> EXERCISE GOAL
Word for word, repeat each entry that follows.

> STUDY MATERIAL

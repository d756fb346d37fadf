mod common;

use std::fs;

use common::{ORDER_RULES, READWRITE_ENCRYPT_RULES};
use sqlshard::{Error, ErrorKind, RuleConfiguration, RuleSet};
use tempfile::tempdir;

#[test]
fn test_load_rules_from_file() {
    let dir = tempdir().unwrap();
    let path = dir.path().join("rules.json");
    fs::write(&path, ORDER_RULES).unwrap();

    let config = RuleConfiguration::from_file(&path).unwrap();
    assert_eq!(config.data_sources, vec!["ds_0", "ds_1"]);
    let rules = RuleSet::build(&config).unwrap();
    assert!(rules.is_sharding_table("T_ORDER"));
    assert!(rules.is_broadcast_table("t_config"));
    assert!(!rules.props().sql_show);
}

#[test]
fn test_pretty_json_round_trips_through_file() {
    let config = RuleConfiguration::from_json_str(READWRITE_ENCRYPT_RULES).unwrap();
    let dir = tempdir().unwrap();
    let path = dir.path().join("rules.json");
    fs::write(&path, config.to_json_pretty().unwrap()).unwrap();
    assert_eq!(RuleConfiguration::from_file(&path).unwrap(), config);
}

#[test]
fn test_missing_file_is_config_error() {
    let dir = tempdir().unwrap();
    let err = RuleConfiguration::from_file(dir.path().join("absent.json")).unwrap_err();
    assert!(matches!(err, Error::Config(_)));
    assert_eq!(err.kind(), ErrorKind::Configuration);
}

#[test]
fn test_malformed_json_rejected() {
    let err = RuleConfiguration::from_json_str("{ \"data_sources\": [").unwrap_err();
    assert!(matches!(err, Error::Serialization(_)));
}

#[test]
fn test_unknown_data_node_source_rejected() {
    let json = ORDER_RULES.replace("ds_${0..1}.t_order_${0..2}", "ds_${0..2}.t_order_${0..2}");
    let err = RuleConfiguration::from_json_str(&json).unwrap_err();
    assert!(matches!(err, Error::Config(_)));
}

#[test]
fn test_unknown_algorithm_type_rejected_at_build() {
    let table_mod = r#""type": "MOD", "props": { "sharding-count": 3 }"#;
    let json = ORDER_RULES.replace(table_mod, r#""type": "NO_SUCH""#);
    let config = RuleConfiguration::from_json_str(&json).unwrap();
    let err = RuleSet::build(&config).unwrap_err();
    match err {
        Error::UnknownAlgorithmType { algorithm_type } => assert_eq!(algorithm_type, "NO_SUCH"),
        other => panic!("unexpected error: {}", other),
    }
}

#[test]
fn test_properties_loaded() {
    let props = r#""props": {
    "sql_show": true, "default_data_source": "ds_1", "metrics_enabled": true
  },
  "data_sources""#;
    let json = ORDER_RULES.replacen("\"data_sources\"", props, 1);
    let config = RuleConfiguration::from_json_str(&json).unwrap();
    assert!(config.props.sql_show);
    assert!(config.props.metrics_enabled);
    assert_eq!(config.props.default_data_source.as_deref(), Some("ds_1"));
}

> SOLVED EXERCISE
repository d756fb346d37fadf
mod common;

use std::fs;

use common::{ORDER_RULES, READWRITE_ENCRYPT_RULES};
use sqlshard::{Error, ErrorKind, RuleConfiguration, RuleSet};
use tempfile::tempdir;

#[test]
fn test_load_rules_from_file() {
    let dir = tempdir().unwrap();
    let path = dir.path().join("rules.json");
    fs::write(&path, ORDER_RULES).unwrap();

    let config = RuleConfiguration::from_file(&path).unwrap();
    assert_eq!(config.data_sources, vec!["ds_0", "ds_1"]);
    let rules = RuleSet::build(&config).unwrap();
    assert!(rules.is_sharding_table("T_ORDER"));
    assert!(rules.is_broadcast_table("t_config"));
    assert!(!rules.props().sql_show);
}

#[test]
fn test_pretty_json_round_trips_through_file() {
    let config = RuleConfiguration::from_json_str(READWRITE_ENCRYPT_RULES).unwrap();
    let dir = tempdir().unwrap();
    let path = dir.path().join("rules.json");
    fs::write(&path, config.to_json_pretty().unwrap()).unwrap();
    assert_eq!(RuleConfiguration::from_file(&path).unwrap(), config);
}

#[test]
fn test_missing_file_is_config_error() {
    let dir = tempdir().unwrap();
    let err = RuleConfiguration::from_file(dir.path().join("absent.json")).unwrap_err();
    assert!(matches!(err, Error::Config(_)));
    assert_eq!(err.kind(), ErrorKind::Configuration);
}

#[test]
fn test_malformed_json_rejected() {
    let err = RuleConfiguration::from_json_str("{ \"data_sources\": [").unwrap_err();
    assert!(matches!(err, Error::Serialization(_)));
}

#[test]
fn test_unknown_data_node_source_rejected() {
    let json = ORDER_RULES.replace("ds_${0..1}.t_order_${0..2}", "ds_${0..2}.t_order_${0..2}");
    let err = RuleConfiguration::from_json_str(&json).unwrap_err();
    assert!(matches!(err, Error::Config(_)));
}

#[test]
fn test_unknown_algorithm_type_rejected_at_build() {
    let table_mod = r#""type": "MOD", "props": { "sharding-count": 3 }"#;
    let json = ORDER_RULES.replace(table_mod, r#""type": "NO_SUCH""#);
    let config = RuleConfiguration::from_json_str(&json).unwrap();
    let err = RuleSet::build(&config).unwrap_err();
    match err {
        Error::UnknownAlgorithmType { algorithm_type } => assert_eq!(algorithm_type, "NO_SUCH"),
        other => panic!("unexpected error: {}", other),
    }
}

#[test]
fn test_properties_loaded() {
    let props = r#""props": {
    "sql_show": true, "default_data_source": "ds_1", "metrics_enabled": true
  },
  "data_sources""#;
    let json = ORDER_RULES.replacen("\"data_sources\"", props, 1);
    let config = RuleConfiguration::from_json_str(&json).unwrap();
    assert!(config.props.sql_show);
    assert!(config.props.metrics_enabled);
    assert_eq!(config.props.default_data_source.as_deref(), Some("ds_1"));
}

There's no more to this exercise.